*** Opening of Task input ***

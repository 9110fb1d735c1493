use std::time::Duration;

use stampede_core::{
    DEFAULT_GRACEFUL_STOP, Error, RunConfig, ScenarioExecutor, ScenarioOptions, Stage,
    TestOptions, scenarios_from_options,
};

fn scenario(name: &str, executor: &str) -> ScenarioOptions {
    ScenarioOptions {
        name: name.to_string(),
        executor: Some(executor.to_string()),
        ..ScenarioOptions::default()
    }
}

#[test]
fn cli_overrides_convert_ramping_vus_to_constant_vus() {
    let opts = TestOptions {
        // Missing ramping fields are ignored once CLI overrides are present.
        scenarios: vec![scenario("HighLoad", "ramping-vus")],
        ..TestOptions::default()
    };

    let cfg = RunConfig {
        iterations: Some(1),
        vus: Some(1),
        duration: None,
    };

    let scenarios = scenarios_from_options(opts, cfg)
        .unwrap_or_else(|e| panic!("expected scenarios to be valid: {e}"));
    assert_eq!(scenarios.len(), 1);

    let s = &scenarios[0];
    assert_eq!(s.name, "HighLoad");
    assert_eq!(s.iterations, Some(1));
    assert_eq!(s.duration, None);
    assert_eq!(s.executor, ScenarioExecutor::ConstantVus { vus: 1 });
}

#[test]
fn ramping_vus_still_validates_when_no_cli_overrides() {
    let opts = TestOptions {
        scenarios: vec![ScenarioOptions {
            start_vus: Some(1),
            stages: vec![Stage {
                duration: Duration::from_secs(1),
                target: 2,
            }],
            ..scenario("HighLoad", "ramping-vus")
        }],
        ..TestOptions::default()
    };

    let scenarios = scenarios_from_options(opts, RunConfig::default())
        .unwrap_or_else(|e| panic!("expected scenarios to be valid: {e}"));
    assert_eq!(scenarios.len(), 1);

    match &scenarios[0].executor {
        ScenarioExecutor::RampingVus { start_vus, stages } => {
            assert_eq!(*start_vus, 1);
            assert_eq!(stages.len(), 1);
        }
        other => panic!("expected ramping-vus executor, got {other:?}"),
    }
    assert_eq!(scenarios[0].duration, Some(Duration::from_secs(1)));

    let opts = TestOptions {
        scenarios: vec![scenario("HighLoad", "ramping-vus")],
        ..TestOptions::default()
    };
    assert!(matches!(
        scenarios_from_options(opts, RunConfig::default()),
        Err(Error::InvalidStages)
    ));
}

#[test]
fn cli_overrides_convert_arrival_rate_to_constant_vus() {
    let opts = TestOptions {
        scenarios: vec![
            scenario("HighRps", "ramping-arrival-rate"),
            scenario("FlatRps", "constant-arrival-rate"),
        ],
        ..TestOptions::default()
    };

    let cfg = RunConfig {
        iterations: None,
        vus: Some(3),
        duration: Some(Duration::from_secs(10)),
    };

    let scenarios = scenarios_from_options(opts, cfg)
        .unwrap_or_else(|e| panic!("expected scenarios to be valid: {e}"));
    for s in &scenarios {
        assert_eq!(s.executor, ScenarioExecutor::ConstantVus { vus: 3 });
        assert_eq!(s.duration, Some(Duration::from_secs(10)));
    }
}

#[test]
fn scenario_fields_beat_top_level_options() {
    let opts = TestOptions {
        vus: Some(10),
        duration: Some(Duration::from_secs(60)),
        scenarios: vec![
            ScenarioOptions {
                vus: Some(2),
                ..scenario("a", "constant-vus")
            },
            ScenarioOptions {
                duration: Some(Duration::from_secs(5)),
                graceful_stop: Some(Duration::from_secs(1)),
                start_time: Some(Duration::from_secs(60)),
                ..scenario("b", "constant")
            },
        ],
        ..TestOptions::default()
    };

    let scenarios = scenarios_from_options(opts, RunConfig::default())
        .unwrap_or_else(|e| panic!("{e}"));

    assert_eq!(scenarios[0].executor, ScenarioExecutor::ConstantVus { vus: 2 });
    assert_eq!(scenarios[0].duration, Some(Duration::from_secs(60)));
    assert_eq!(scenarios[0].graceful_stop, DEFAULT_GRACEFUL_STOP);

    assert_eq!(scenarios[1].executor, ScenarioExecutor::ConstantVus { vus: 10 });
    assert_eq!(scenarios[1].duration, Some(Duration::from_secs(5)));
    assert_eq!(scenarios[1].graceful_stop, Duration::from_secs(1));
    assert_eq!(scenarios[1].start_time, Duration::from_secs(60));
}

#[test]
fn top_level_options_build_a_single_default_scenario() {
    let scenarios = scenarios_from_options(TestOptions::default(), RunConfig::default())
        .unwrap_or_else(|e| panic!("{e}"));
    assert_eq!(scenarios.len(), 1);
    assert_eq!(scenarios[0].name, "default");
    assert_eq!(scenarios[0].iterations, Some(1));

    let cfg = RunConfig {
        duration: Some(Duration::from_secs(3)),
        ..RunConfig::default()
    };
    let scenarios =
        scenarios_from_options(TestOptions::default(), cfg).unwrap_or_else(|e| panic!("{e}"));
    assert_eq!(scenarios[0].iterations, None);
}

#[test]
fn invalid_plans_are_rejected() {
    let cases: Vec<(TestOptions, fn(&Error) -> bool)> = vec![
        (
            TestOptions {
                scenarios: vec![scenario("a", "per-vu-iterations")],
                ..TestOptions::default()
            },
            |e| matches!(e, Error::InvalidExecutor(name) if name == "per-vu-iterations"),
        ),
        (
            TestOptions {
                scenarios: vec![scenario("a", "constant-vus"), scenario("a", "constant-vus")],
                ..TestOptions::default()
            },
            |e| matches!(e, Error::DuplicateScenario(name) if name == "a"),
        ),
        (
            TestOptions {
                scenarios: vec![ScenarioOptions {
                    rate: Some(10),
                    ..scenario("rps", "constant-arrival-rate")
                }],
                ..TestOptions::default()
            },
            |e| matches!(e, Error::InvalidDuration(name) if name == "rps"),
        ),
        (
            TestOptions {
                scenarios: vec![ScenarioOptions {
                    rate: Some(10),
                    duration: Some(Duration::from_secs(1)),
                    pre_allocated_vus: Some(4),
                    max_vus: Some(2),
                    ..scenario("rps", "constant-arrival-rate")
                }],
                ..TestOptions::default()
            },
            |e| matches!(e, Error::InvalidMaxVus),
        ),
        (
            TestOptions {
                scenarios: vec![ScenarioOptions {
                    rate: Some(10),
                    duration: Some(Duration::from_secs(1)),
                    pacing: Some(Duration::from_millis(100)),
                    ..scenario("rps", "constant-arrival-rate")
                }],
                ..TestOptions::default()
            },
            |e| matches!(e, Error::InvalidPacing(_)),
        ),
        (
            TestOptions {
                scenarios: vec![ScenarioOptions {
                    vus: Some(0),
                    ..scenario("a", "constant-vus")
                }],
                ..TestOptions::default()
            },
            |e| matches!(e, Error::InvalidVus),
        ),
    ];

    for (opts, check) in cases {
        match scenarios_from_options(opts, RunConfig::default()) {
            Ok(s) => panic!("expected an error, got {s:?}"),
            Err(err) => assert!(check(&err), "unexpected error: {err}"),
        }
    }
}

*** Close of Task input ***

# Exercise:
If a line in the entries holds the string "RunConfig", copy it.

# Reply:
    DEFAULT_GRACEFUL_STOP, Error, RunConfig, ScenarioExecutor, ScenarioOptions, Stage,
    let cfg = RunConfig {
    let scenarios = scenarios_from_options(opts, RunConfig::default())
        scenarios_from_options(opts, RunConfig::default()),
    let cfg = RunConfig {
    let scenarios = scenarios_from_options(opts, RunConfig::default())
    let scenarios = scenarios_from_options(TestOptions::default(), RunConfig::default())
    let cfg = RunConfig {
        ..RunConfig::default()
        match scenarios_from_options(opts, RunConfig::default()) {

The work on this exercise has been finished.